Earth
What is this? ? A Buckminster Fuller-influenced statement on humanity? Maybe an opus about the elements? (There’s a song called “Fire” and a verse about surfing.) Or maybe there’s a clue in the perspective of the title art. Is this the Jefferson Starship coming back down to earth, or simply waving goodbye as the group is propelled into hyperspace for another Flashback Gordon fantasy?
How about just another pop record? Earth is a grab bag of everything the Starship does, well or poorly. The songs whirl by with no apparent relationship to one another. A great deal of the time, the planet bound observer might be forgiven for wondering whether this is a rock band at all.
Well, it isn’t. Instead, it’s a collective of musicians, singers and composers, each tracking his or her own orbit. All mergers are momentary, the result of chance more than a creative master plan. Surprisingly, it’s not the stars (Grace Slick, Marty Balin, Paul Kantner, Craig Chaquico) who keep things going, but the relatively anonymous asteroids — drummer Johnny Barbata, bassists/keyboardists Pete Sears and David Freiberg. Only the final track, “All Nite Long,” reminds us what kind of a rock band the Starship used to be. And it’s significant that “All Nite Long” is not only the sole song composed by the entire group, but also Paul Kantner’s single major contribution to the album. To echo another space explorer, is this love or is it confusion?
Mostly the latter, though there are some fine cuts and expert performances here. In Jesse Barish, Balin has discovered the perfect writer for his fevered pop/R&B vocals. Barish’s “Count on Me” and “Crazy Feelin'” are probably the LP’s best songs. Both are terrific showcases for Balin and for the formidable keyboard talents of Pete Sears. In addition, “Count on Me” is the one track on Earth that gives Marty Balin and Grace Slick a chance to sing the soaring harmonies that are this band’s only musical link with the Jefferson Airplane of yore.
Neither “Count on Me” nor “Crazy Feelin'” has much relationship to the rest of the record, and each is infinitely superior to the formulaic tedium of “Fire” and “Runaway,” also sung by Balin. When Grace Slick steps front and center, you think you’re on another planet. Two of the songs she sings were written by Craig Chaquico, the band’s hot young guitarist. Elsewhere, Chaquico is clumsy — his wrongheaded guitar line nearly ruins “Fire” single-handedly — but as a songwriter, he sometimes gets by. Granted, “Love Too Good” is a mistake — Gene Page’s horn and string charts are about as appropriate as a razor blade in an air lock — but as a conventional ballad, the tune might have worked if Slick had the voice for it. “Skateboard” is another matter, however. It’s a tour de force for Slick’s ranting, which with its usual sarcasm, neatly manages to undercut the song’s cash-in novelty aspect. But would the Starship really be happy playing tours to skateboarding teenagers with this cut as a cult hit?
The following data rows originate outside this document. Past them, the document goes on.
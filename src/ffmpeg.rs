use std::io::Write;
use std::path::PathBuf;
use std::process::{Child, ChildStdin, Command, Stdio};
use std::thread;
use std::time::{Duration, Instant};

use tracing::{debug, warn};

use crate::constants::PIPE_CLOSE_GRACE;
use crate::error::SinkError;
use crate::frame::Frame;
use crate::sink::FrameSink;

/// What the piped process does with the frames.
#[derive(Debug, Clone, PartialEq, Eq)]
pub enum FfmpegOutput {
    /// Live preview window through `ffplay`.
    Preview,
    /// Encode to a video file through `ffmpeg`.
    Record(String),
}

/// Pipes raw rgb24 frames to an ffplay/ffmpeg child process, for running the
/// display without the LCD attached.
pub struct FfmpegSink {
    output: FfmpegOutput,
    width: u32,
    height: u32,
    fps: u32,
    name: String,
    program: Option<PathBuf>,
    process: Option<Child>,
    stdin: Option<ChildStdin>,
}

impl FfmpegSink {
    pub fn new(output: FfmpegOutput, width: u32, height: u32, fps: u32) -> FfmpegSink {
        let name = match &output {
            FfmpegOutput::Preview => "ffplay".to_string(),
            FfmpegOutput::Record(path) => format!("ffmpeg {path}"),
        };
        FfmpegSink {
            output,
            width,
            height,
            fps,
            name,
            program: None,
            process: None,
            stdin: None,
        }
    }

    /// Run `program` instead of the `ffplay`/`ffmpeg` found on `PATH`.
    pub fn with_program(mut self, program: impl Into<PathBuf>) -> Self {
        self.program = Some(program.into());
        self
    }

    fn command(&self) -> Command {
        let size = format!("{}x{}", self.width, self.height);
        let fps = self.fps.to_string();
        match &self.output {
            FfmpegOutput::Preview => {
                let mut cmd = Command::new(self.program.clone().unwrap_or_else(|| "ffplay".into()));
                cmd.args(["-loglevel", "error"])
                    .args(["-f", "rawvideo"])
                    .args(["-pixel_format", "rgb24"])
                    .args(["-video_size", &size])
                    .args(["-framerate", &fps])
                    .args(["-window_title", "enviro-display"])
                    .args(["-i", "-"]);
                cmd
            }
            FfmpegOutput::Record(path) => {
                let mut cmd = Command::new(self.program.clone().unwrap_or_else(|| "ffmpeg".into()));
                cmd.args(["-loglevel", "error"])
                    .arg("-y")
                    .args(["-f", "rawvideo"])
                    .args(["-pixel_format", "rgb24"])
                    .args(["-video_size", &size])
                    .args(["-framerate", &fps])
                    .args(["-i", "-"])
                    .args(["-c:v", "libx264"])
                    .args(["-pix_fmt", "yuv420p"])
                    .arg(path);
                cmd
            }
        }
    }

    fn spawn(&mut self) -> Result<(), SinkError> {
        self.close();
        let mut process = self.command().stdin(Stdio::piped()).stdout(Stdio::null()).spawn()?;
        let stdin = process
            .stdin
            .take()
            .ok_or_else(|| SinkError::Unavailable(format!("{} has no stdin", self.name)))?;
        debug!(sink = %self.name, pid = process.id(), "started frame pipe");
        self.process = Some(process);
        self.stdin = Some(stdin);
        Ok(())
    }

    /// Stop the child. A recording gets [`PIPE_CLOSE_GRACE`] to flush after
    /// stdin closes; a preview window would stay open, so it is killed.
    fn close(&mut self) {
        self.stdin = None;
        let Some(mut process) = self.process.take() else {
            return;
        };
        let grace = match self.output {
            FfmpegOutput::Preview => Duration::ZERO,
            FfmpegOutput::Record(_) => PIPE_CLOSE_GRACE,
        };
        let deadline = Instant::now() + grace;
        loop {
            match process.try_wait() {
                Ok(Some(_)) => return,
                Ok(None) if Instant::now() < deadline => thread::sleep(Duration::from_millis(10)),
                Ok(None) => break,
                Err(e) => {
                    warn!(sink = %self.name, error = %e, "failed to poll frame pipe");
                    break;
                }
            }
        }
        if let Err(e) = process.kill() {
            warn!(sink = %self.name, error = %e, "failed to kill frame pipe");
        }
        if let Err(e) = process.wait() {
            warn!(sink = %self.name, error = %e, "failed to reap frame pipe");
        }
        debug!(sink = %self.name, "frame pipe stopped");
    }
}

impl FrameSink for FfmpegSink {
    fn name(&self) -> &str {
        &self.name
    }

    fn probe(&mut self) -> Result<(), SinkError> {
        if let Some(process) = self.process.as_mut() {
            if process.try_wait()?.is_none() {
                return Ok(());
            }
        }
        self.spawn()
    }

    fn write_frame(&mut self, frame: &Frame) -> Result<(), SinkError> {
        if frame.width() != self.width || frame.height() != self.height {
            return Err(SinkError::SizeMismatch {
                got_w: frame.width(),
                got_h: frame.height(),
                want_w: self.width,
                want_h: self.height,
            });
        }
        let stdin = self
            .stdin
            .as_mut()
            .ok_or_else(|| SinkError::Unavailable(format!("{} is not running", self.name)))?;
        let bytes = frame.to_rgb24();
        let row = (self.width * 3) as usize;
        for line in bytes.chunks(row) {
            stdin.write_all(line)?;
        }
        stdin.flush()?;
        Ok(())
    }
}

impl Drop for FfmpegSink {
    fn drop(&mut self) {
        self.close();
    }
}

#[cfg(test)]
mod tests {
    use super::*;

    #[test]
    fn test_record_command_line() {
        let sink = FfmpegSink::new(FfmpegOutput::Record("out.mp4".into()), 160, 80, 20);
        let cmd = sink.command();
        let args: Vec<_> = cmd.get_args().map(|a| a.to_string_lossy().into_owned()).collect();
        assert_eq!(cmd.get_program(), "ffmpeg");
        assert!(args.windows(2).any(|w| w == ["-video_size", "160x80"]));
        assert!(args.windows(2).any(|w| w == ["-pixel_format", "rgb24"]));
        assert_eq!(args.last().map(String::as_str), Some("out.mp4"));
        assert_eq!(sink.name(), "ffmpeg out.mp4");
    }

    #[test]
    fn test_write_before_probe_is_unavailable() {
        let mut sink = FfmpegSink::new(FfmpegOutput::Preview, 160, 80, 20);
        let err = sink.write_frame(&Frame::new(160, 80)).unwrap_err();
        assert!(matches!(err, SinkError::Unavailable(_)));
    }
}
//! Where frames go: the hardware boundary and its health tracking.

use std::fs::{File, OpenOptions};
use std::io::{Seek, SeekFrom, Write};
use std::path::{Path, PathBuf};
use std::io;
use std::sync::mpsc::{self, Receiver, RecvTimeoutError, Sender, TryRecvError};
use std::sync::{Arc, Mutex, PoisonError};
use std::thread::{self, JoinHandle};
use std::time::{Duration, Instant};

use rand::Rng;
use tracing::{debug, info, warn};

use crate::constants::{DISPLAY_HEIGHT, DISPLAY_WIDTH, PROBE_BACKOFF_INITIAL, PROBE_BACKOFF_MAX};
use crate::error::SinkError;
use crate::frame::Frame;

/// A device that accepts whole frames. Owned and driven by the display worker
/// only.
pub trait FrameSink: Send {
    fn name(&self) -> &str;

    /// Check that the device is present and writable.
    fn probe(&mut self) -> Result<(), SinkError>;

    fn write_frame(&mut self, frame: &Frame) -> Result<(), SinkError>;
}

fn check_size(frame: &Frame, width: u32, height: u32) -> Result<(), SinkError> {
    if frame.width() != width || frame.height() != height {
        return Err(SinkError::SizeMismatch {
            got_w: frame.width(),
            got_h: frame.height(),
            want_w: width,
            want_h: height,
        });
    }
    Ok(())
}

enum SinkRequest {
    Probe,
    Write(Frame),
}

/// Runs a [`FrameSink`] on its own `display-sink` thread so that every probe
/// and write can be abandoned after a timeout. A call that timed out leaves
/// the thread busy; further calls fail fast with [`SinkError::Busy`] until
/// its late reply has been collected.
pub struct SinkWriter {
    name: String,
    timeout: Duration,
    requests: Option<Sender<SinkRequest>>,
    replies: Receiver<Result<(), SinkError>>,
    pending: bool,
    handle: Option<JoinHandle<()>>,
}

impl SinkWriter {
    pub fn spawn(mut sink: Box<dyn FrameSink>, timeout: Duration) -> io::Result<Self> {
        let name = sink.name().to_string();
        let (request_tx, request_rx) = mpsc::channel::<SinkRequest>();
        let (reply_tx, reply_rx) = mpsc::channel();
        let handle = thread::Builder::new().name("display-sink".into()).spawn(move || {
            for request in request_rx {
                let result = match request {
                    SinkRequest::Probe => sink.probe(),
                    SinkRequest::Write(frame) => sink.write_frame(&frame),
                };
                if reply_tx.send(result).is_err() {
                    break;
                }
            }
            debug!(sink = sink.name(), "closing display sink");
            // The sink is gone by the time `close` sees the channel disconnect.
            drop(sink);
            drop(reply_tx);
        })?;
        Ok(Self {
            name,
            timeout,
            requests: Some(request_tx),
            replies: reply_rx,
            pending: false,
            handle: Some(handle),
        })
    }

    pub fn name(&self) -> &str {
        &self.name
    }

    /// `true` while a timed-out call is still running on the sink thread.
    pub fn is_busy(&mut self) -> bool {
        if self.pending {
            match self.replies.try_recv() {
                Ok(result) => {
                    self.pending = false;
                    debug!(sink = %self.name, ok = result.is_ok(), "late sink reply collected");
                }
                Err(TryRecvError::Empty) => {}
                Err(TryRecvError::Disconnected) => self.pending = false,
            }
        }
        self.pending
    }

    pub fn probe(&mut self) -> Result<(), SinkError> {
        self.call(SinkRequest::Probe).map(|_| ())
    }

    /// Write one frame, failing with [`SinkError::Timeout`] if the sink has
    /// not finished within the timeout.
    pub fn write(&mut self, frame: Frame) -> Result<Duration, SinkError> {
        self.call(SinkRequest::Write(frame))
    }

    fn call(&mut self, request: SinkRequest) -> Result<Duration, SinkError> {
        if self.is_busy() {
            return Err(SinkError::Busy);
        }
        let requests = self.requests.as_ref().ok_or(SinkError::Closed)?;
        let start = Instant::now();
        requests.send(request).map_err(|_| SinkError::Closed)?;
        match self.replies.recv_timeout(self.timeout) {
            Ok(result) => result.map(|()| start.elapsed()),
            Err(RecvTimeoutError::Timeout) => {
                self.pending = true;
                Err(SinkError::Timeout(self.timeout))
            }
            Err(RecvTimeoutError::Disconnected) => Err(SinkError::Closed),
        }
    }

    /// Stop the sink thread, waiting at most `timeout` for it to finish its
    /// current call and drop the sink. Returns `false` if it was left running.
    pub fn close(&mut self, timeout: Duration) -> bool {
        self.requests = None;
        let Some(handle) = self.handle.take() else {
            return true;
        };
        let deadline = Instant::now() + timeout;
        loop {
            let remaining = deadline.saturating_duration_since(Instant::now());
            match self.replies.recv_timeout(remaining) {
                Ok(_) => continue,
                Err(RecvTimeoutError::Disconnected) => {
                    if handle.join().is_err() {
                        warn!(sink = %self.name, "display sink thread panicked");
                    }
                    return true;
                }
                Err(RecvTimeoutError::Timeout) => {
                    warn!(sink = %self.name, ?timeout, "display sink still busy, leaving it behind");
                    return false;
                }
            }
        }
    }
}

impl Drop for SinkWriter {
    fn drop(&mut self) {
        self.close(self.timeout);
    }
}

/// Linux framebuffer device, e.g. `/dev/fb1` exposed by the fbtft ST7735
/// driver. Frames are written as little-endian RGB565.
pub struct FramebufferSink {
    name: String,
    path: PathBuf,
    width: u32,
    height: u32,
    file: Option<File>,
}

impl FramebufferSink {
    pub fn new(path: impl AsRef<Path>) -> Self {
        let path = path.as_ref().to_path_buf();
        Self {
            name: format!("framebuffer {}", path.display()),
            path,
            width: DISPLAY_WIDTH,
            height: DISPLAY_HEIGHT,
            file: None,
        }
    }

    fn open(&mut self) -> Result<&mut File, SinkError> {
        if self.file.is_none() {
            let file = OpenOptions::new().write(true).open(&self.path)?;
            debug!(path = %self.path.display(), "opened framebuffer");
            self.file = Some(file);
        }
        self.file
            .as_mut()
            .ok_or_else(|| SinkError::Unavailable(format!("{} is not open", self.path.display())))
    }
}

impl FrameSink for FramebufferSink {
    fn name(&self) -> &str {
        &self.name
    }

    fn probe(&mut self) -> Result<(), SinkError> {
        self.file = None;
        self.open().map(|_| ())
    }

    fn write_frame(&mut self, frame: &Frame) -> Result<(), SinkError> {
        check_size(frame, self.width, self.height)?;
        let bytes = frame.to_rgb565_le();
        let result = self.open().and_then(|file| {
            file.seek(SeekFrom::Start(0))?;
            file.write_all(&bytes)?;
            file.flush()?;
            Ok(())
        });
        if result.is_err() {
            // Reopen on the next attempt.
            self.file = None;
        }
        result
    }
}

/// Discards frames. Used when no display is attached.
#[derive(Debug, Default)]
pub struct NullSink {
    frames: u64,
}

impl NullSink {
    pub fn new() -> Self {
        Self::default()
    }

    pub fn frames(&self) -> u64 {
        self.frames
    }
}

impl FrameSink for NullSink {
    fn name(&self) -> &str {
        "null"
    }

    fn probe(&mut self) -> Result<(), SinkError> {
        Ok(())
    }

    fn write_frame(&mut self, _frame: &Frame) -> Result<(), SinkError> {
        self.frames += 1;
        Ok(())
    }
}

#[derive(Debug, Default)]
struct MemoryState {
    frames: Vec<Frame>,
    fail_writes: bool,
    fail_probe: bool,
    write_delay: Duration,
    probes: usize,
}

/// Keeps every frame in memory. The paired [`MemorySinkHandle`] inspects
/// what was written and injects failures from another thread.
#[derive(Debug, Default)]
pub struct MemorySink {
    state: Arc<Mutex<MemoryState>>,
}

#[derive(Debug, Clone)]
pub struct MemorySinkHandle {
    state: Arc<Mutex<MemoryState>>,
}

impl MemorySink {
    pub fn new() -> (Self, MemorySinkHandle) {
        let sink = Self::default();
        let handle = MemorySinkHandle {
            state: sink.state.clone(),
        };
        (sink, handle)
    }
}

impl FrameSink for MemorySink {
    fn name(&self) -> &str {
        "memory"
    }

    fn probe(&mut self) -> Result<(), SinkError> {
        let mut state = self.state.lock().unwrap_or_else(PoisonError::into_inner);
        state.probes += 1;
        if state.fail_probe {
            return Err(SinkError::Unavailable("memory sink probe disabled".into()));
        }
        Ok(())
    }

    fn write_frame(&mut self, frame: &Frame) -> Result<(), SinkError> {
        let delay = self.state.lock().unwrap_or_else(PoisonError::into_inner).write_delay;
        if !delay.is_zero() {
            std::thread::sleep(delay);
        }
        let mut state = self.state.lock().unwrap_or_else(PoisonError::into_inner);
        if state.fail_writes {
            return Err(SinkError::Unavailable("memory sink writes disabled".into()));
        }
        state.frames.push(frame.clone());
        Ok(())
    }
}

impl MemorySinkHandle {
    fn with<R>(&self, f: impl FnOnce(&mut MemoryState) -> R) -> R {
        f(&mut self.state.lock().unwrap_or_else(PoisonError::into_inner))
    }

    pub fn frame_count(&self) -> usize {
        self.with(|s| s.frames.len())
    }

    pub fn frames(&self) -> Vec<Frame> {
        self.with(|s| s.frames.clone())
    }

    pub fn last_frame(&self) -> Option<Frame> {
        self.with(|s| s.frames.last().cloned())
    }

    pub fn probe_count(&self) -> usize {
        self.with(|s| s.probes)
    }

    pub fn set_fail_writes(&self, fail: bool) {
        self.with(|s| s.fail_writes = fail);
    }

    pub fn set_fail_probe(&self, fail: bool) {
        self.with(|s| s.fail_probe = fail);
    }

    pub fn set_write_delay(&self, delay: Duration) {
        self.with(|s| s.write_delay = delay);
    }
}

/// Availability of the sink after start-up. A failure suspends writes and
/// schedules probes with jittered exponential backoff.
#[derive(Debug, Clone)]
pub struct SinkHealth {
    available: bool,
    initial: Duration,
    max: Duration,
    backoff: Duration,
    next_probe: Option<Instant>,
    failures: u64,
}

impl Default for SinkHealth {
    fn default() -> Self {
        Self::new(PROBE_BACKOFF_INITIAL, PROBE_BACKOFF_MAX)
    }
}

impl SinkHealth {
    pub fn new(initial: Duration, max: Duration) -> Self {
        Self {
            available: true,
            initial,
            max: max.max(initial),
            backoff: initial,
            next_probe: None,
            failures: 0,
        }
    }

    pub fn is_available(&self) -> bool {
        self.available
    }

    pub fn failures(&self) -> u64 {
        self.failures
    }

    pub fn next_probe(&self) -> Option<Instant> {
        self.next_probe
    }

    /// Record a failed write or probe and schedule the next probe.
    pub fn mark_failed(&mut self, now: Instant, error: &SinkError) {
        self.failures += 1;
        if self.available {
            self.available = false;
            self.backoff = self.initial;
            warn!(error = %error, retry_in = ?self.backoff, "display sink unavailable");
        } else {
            self.backoff = (self.backoff * 2).min(self.max);
            debug!(error = %error, retry_in = ?self.backoff, "display sink probe failed");
        }
        let jitter = rand::rng().random_range(0.0..0.1);
        self.next_probe = Some(now + self.backoff.mul_f64(1.0 + jitter));
    }

    pub fn probe_due(&self, now: Instant) -> bool {
        !self.available && self.next_probe.is_some_and(|at| now >= at)
    }

    pub fn mark_recovered(&mut self) {
        if !self.available {
            info!(failures = self.failures, "display sink recovered");
        }
        self.available = true;
        self.backoff = self.initial;
        self.next_probe = None;
    }
}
“Show Yourself,” on the other hand, is meant to be Grace Slick’s personal statement, and it pays off. Though Earth nearly sinks under the weight of too many love songs, Slick, in making a political pronouncement with romantic imagery, manages an effective, if not terribly original, commentary on the corporate ownership of American government. It’s not subtle, but this singer’s long suit has always been the thin veil. What’s really good about “Show Yourself” is its underpinnings: strong drumming, an organ lick Sears lifts from “Maggie May” and similar British rock, a dense mix reminiscent of European progressive rock. Slick’s vocal isn’t up to the music, but that’s all that misses.
In contrast, “All Nite Long” isn’t really a song at all. It’s the kind of eclectic jamming San Francisco bands once specialized in; onstage, you can imagine it becoming an encore anthem. Once again, Chaquico’s guitar line, laid on top of a heady mix of voices and rhythm, is an excess, but the intensity of the performance and the commitment to the ideal of rocking all night long make such complaints inconsequential. It’s hard not to wonder what the Starship might sound like if it played so cohesively all the time.
Perhaps Kantner is the key to why it doesn’t. Just as the Jefferson Airplane was originally Marty Balin’s band, the Jefferson Starship is Paul Kantner’s. He brought Balin back and added Chaquico, both of whom now overshadow him. And even though it’s the Balin/Slick vocals that have given the Starship its aural signature, it’s been Paul Kantner’s guitar — not Chaquico’s, which is expert but could have come from anywhere — that has most often provided the perfect bed for their singing. But Kantner, for one reason or another, has withdrawn. It is one thing for him to reduce himself to a rhythm guitarist (that’s his natural turf), but without any of his songs, the Starship sounds like a collection of parts, not a whole. While I’m not necessarily a fan of Kantner’s rambling compositions, I do think this collection of nine random, albeit tightly knit, songs could have used his peculiar and particular vision. There’s no sense of history here and no reflection at all of the roots of the band’s current music. Maybe this is a transitional period, but personally I’d rather fly.